I tried this additional line
puts methods
and load and row_change where not listed.
Ruby Solutions
Solution 1 - Ruby
To call functions directly on an object
a = [2, 2, 3]
a.send("length")
# or
a.public_send("length")
which returns 3 as expected
or for a module function
FileUtils.send('pwd')
# or
FileUtils.public_send(:pwd)
and a locally defined method
def load()
puts "load() function was executed."
end
send('load')
# or
public_send('load')
Documentation:
Solution 2 - Ruby
send
/ call
/ eval
- and their Benchmarks
Three Ways: Typical invocation (for reference):
s= "hi man"
s.length #=> 6
send
Using s.send(:length) #=> 6
call
Using method_object = s.method(:length)
p method_object.call #=> 6
eval
Using eval "s.length" #=> 6
Benchmarks
require "benchmark"
test = "hi man"
m = test.method(:length)
n = 100000
Benchmark.bmbm {|x|
x.report("call") { n.times { m.call } }
x.report("send") { n.times { test.send(:length) } }
x.report("eval") { n.times { eval "test.length" } }
}
>...as you can see, instantiating a method object is the fastest dynamic way in calling a method, also notice how slow using eval is.
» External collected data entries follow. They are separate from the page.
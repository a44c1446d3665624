//! Player domain: ground contact probe.

use avian2d::prelude::*;
use bevy::prelude::*;

use crate::player::{GameLayer, GroundContact, Player};

/// Cast a short ray downward from the character's feet. The hit result is
/// the grounded signal everything downstream reads this tick.
pub(crate) fn detect_ground(
    spatial_query: SpatialQuery,
    mut query: Query<(&Transform, &Collider, &mut GroundContact), With<Player>>,
) {
    // Only walkable surfaces count as ground
    let ground_filter = SpatialQueryFilter::from_mask(GameLayer::Ground);

    for (transform, collider, mut contact) in &mut query {
        let was_on_ground = contact.on_ground;

        let half_height = match collider.shape_scaled().as_cuboid() {
            Some(c) => c.half_extents.y,
            None => 24.0,
        };

        let ray_origin = transform.translation.truncate() - Vec2::new(0.0, half_height);
        let hit = spatial_query.cast_ray(ray_origin, Dir2::NEG_Y, 4.0, true, &ground_filter);

        contact.on_ground = hit.is_some();

        if contact.on_ground != was_on_ground {
            debug!("Ground contact: {} -> {}", was_on_ground, contact.on_ground);
        }
    }
}
//! Core domain: camera setup and bounds-following.

use avian2d::prelude::*;
use bevy::prelude::*;

use crate::player::{Player, player_bounds};

const FOLLOW_RATE: f32 = 5.0;

pub(crate) fn setup_camera(mut commands: Commands) {
    commands.spawn(Camera2d);
}

/// Smoothly track the center of the player's collider bounds.
pub(crate) fn follow_player(
    time: Res<Time>,
    player: Query<(&Transform, &Collider), (With<Player>, Without<Camera2d>)>,
    mut camera: Query<&mut Transform, With<Camera2d>>,
) {
    let Ok((player_transform, collider)) = player.single() else {
        return;
    };
    let Ok(mut camera_transform) = camera.single_mut() else {
        return;
    };

    let target = player_bounds(player_transform, collider).center();
    let t = (time.delta_secs() * FOLLOW_RATE).min(1.0);
    let current = camera_transform.translation.truncate();
    camera_transform.translation = current.lerp(target, t).extend(camera_transform.translation.z);
}
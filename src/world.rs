//! Arena: static geometry, spawn point, and the kill plane.

use avian2d::prelude::*;
use bevy::prelude::*;

use crate::player::GameLayer;

/// Where the player spawns and respawns.
#[derive(Resource, Debug)]
pub struct SpawnPoint(pub Vec2);

/// Characters whose bounds drop below this height are respawned.
#[derive(Resource, Debug)]
pub struct KillPlane(pub f32);

/// Marker for walkable colliders.
#[derive(Component, Debug)]
pub struct Ground;

pub struct WorldPlugin;

impl Plugin for WorldPlugin {
    fn build(&self, app: &mut App) {
        app.insert_resource(SpawnPoint(Vec2::new(0.0, 60.0)))
            .insert_resource(KillPlane(-400.0))
            .add_systems(Startup, spawn_arena);
    }
}

fn spawn_arena(mut commands: Commands) {
    let wall_color = Color::srgb(0.3, 0.3, 0.4);
    let ground_color = Color::srgb(0.4, 0.5, 0.4);
    let platform_color = Color::srgb(0.5, 0.4, 0.3);

    let static_layers = CollisionLayers::new(GameLayer::Ground, [GameLayer::Player]);

    // Ground with a gap on the right so the kill plane is reachable
    commands.spawn((
        Ground,
        Sprite {
            color: ground_color,
            custom_size: Some(Vec2::new(700.0, 40.0)),
            ..default()
        },
        Transform::from_xyz(-80.0, -200.0, 0.0),
        RigidBody::Static,
        Collider::rectangle(700.0, 40.0),
        static_layers,
    ));

    // Left wall
    commands.spawn((
        Ground,
        Sprite {
            color: wall_color,
            custom_size: Some(Vec2::new(40.0, 500.0)),
            ..default()
        },
        Transform::from_xyz(-450.0, 50.0, 0.0),
        RigidBody::Static,
        Collider::rectangle(40.0, 500.0),
        static_layers,
    ));

    // Platform - left side
    commands.spawn((
        Ground,
        Sprite {
            color: platform_color,
            custom_size: Some(Vec2::new(150.0, 20.0)),
            ..default()
        },
        Transform::from_xyz(-250.0, -50.0, 0.0),
        RigidBody::Static,
        Collider::rectangle(150.0, 20.0),
        static_layers,
    ));

    // Platform - center, higher
    commands.spawn((
        Ground,
        Sprite {
            color: platform_color,
            custom_size: Some(Vec2::new(120.0, 20.0)),
            ..default()
        },
        Transform::from_xyz(0.0, 80.0, 0.0),
        RigidBody::Static,
        Collider::rectangle(120.0, 20.0),
        static_layers,
    ));

    // Landing ledge across the gap
    commands.spawn((
        Ground,
        Sprite {
            color: platform_color,
            custom_size: Some(Vec2::new(160.0, 20.0)),
            ..default()
        },
        Transform::from_xyz(420.0, -160.0, 0.0),
        RigidBody::Static,
        Collider::rectangle(160.0, 20.0),
        static_layers,
    ));
}
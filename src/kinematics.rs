//! Kinematic integration: gravity and target-velocity smoothing.
//!
//! The controller only publishes a horizontal target; this module owns how
//! the actual velocity approaches it, and owns gravity (the player body
//! runs with `GravityScale(0.0)`).

use avian2d::prelude::*;
use bevy::prelude::*;

use crate::config::MovementTuning;
use crate::core::SimulationSet;
use crate::player::{Player, TargetVelocity};

pub struct KinematicsPlugin;

impl Plugin for KinematicsPlugin {
    fn build(&self, app: &mut App) {
        app.add_systems(
            Update,
            (apply_gravity, approach_target_velocity)
                .chain()
                .in_set(SimulationSet::Integrate),
        );
    }
}

pub(crate) fn apply_gravity(
    time: Res<Time>,
    tuning: Res<MovementTuning>,
    mut query: Query<&mut LinearVelocity, With<Player>>,
) {
    let dt = time.delta_secs();

    for mut velocity in &mut query {
        velocity.y -= tuning.gravity * dt;
    }
}

/// Accelerate or brake `velocity.x` toward the controller's target.
pub(crate) fn approach_target_velocity(
    time: Res<Time>,
    tuning: Res<MovementTuning>,
    mut query: Query<(&TargetVelocity, &mut LinearVelocity), With<Player>>,
) {
    let dt = time.delta_secs();

    for (target, mut velocity) in &mut query {
        let target_vx = target.0.x;

        if target_vx.abs() > f32::EPSILON {
            // Accelerate toward target
            let accel = tuning.accel * dt;
            if velocity.x < target_vx {
                velocity.x = (velocity.x + accel).min(target_vx);
            } else {
                velocity.x = (velocity.x - accel).max(target_vx);
            }
        } else {
            // Decelerate to zero
            let decel = tuning.decel * dt;
            if velocity.x > 0.0 {
                velocity.x = (velocity.x - decel).max(0.0);
            } else {
                velocity.x = (velocity.x + decel).min(0.0);
            }
        }
    }
}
#######################################
##### The results
#######################################
#Rehearsal ----------------------------------------
#call 0.050000 0.020000 0.070000 ( 0.077915)
#send 0.080000 0.000000 0.080000 ( 0.086071)
#eval 0.360000 0.040000 0.400000 ( 0.405647)
#------------------------------- total: 0.550000sec
# user system total real
#call 0.050000 0.020000 0.070000 ( 0.072041)
#send 0.070000 0.000000 0.070000 ( 0.077674)
#eval 0.370000 0.020000 0.390000 ( 0.399442)
Credit goes to this blog post which elaborates a bit more on the three methods and also shows how to check if the methods exist.
Solution 3 - Ruby
Use this:
> a = "my_string"
> meth = a.method("size")
> meth.call() # call the size method
=> 9
Simple, right?
As for the global, I think the Ruby way would be to search it using the methods
method.
Solution 4 - Ruby
Personally I would setup a hash to function references and then use the string as an index to the hash. You then call the function reference with it's parameters. This has the advantage of not allowing the wrong string to call something you don't want to call. The other way is to basically eval
the string. Do not do this.
PS don't be lazy and actually type out your whole question, instead of linking to something.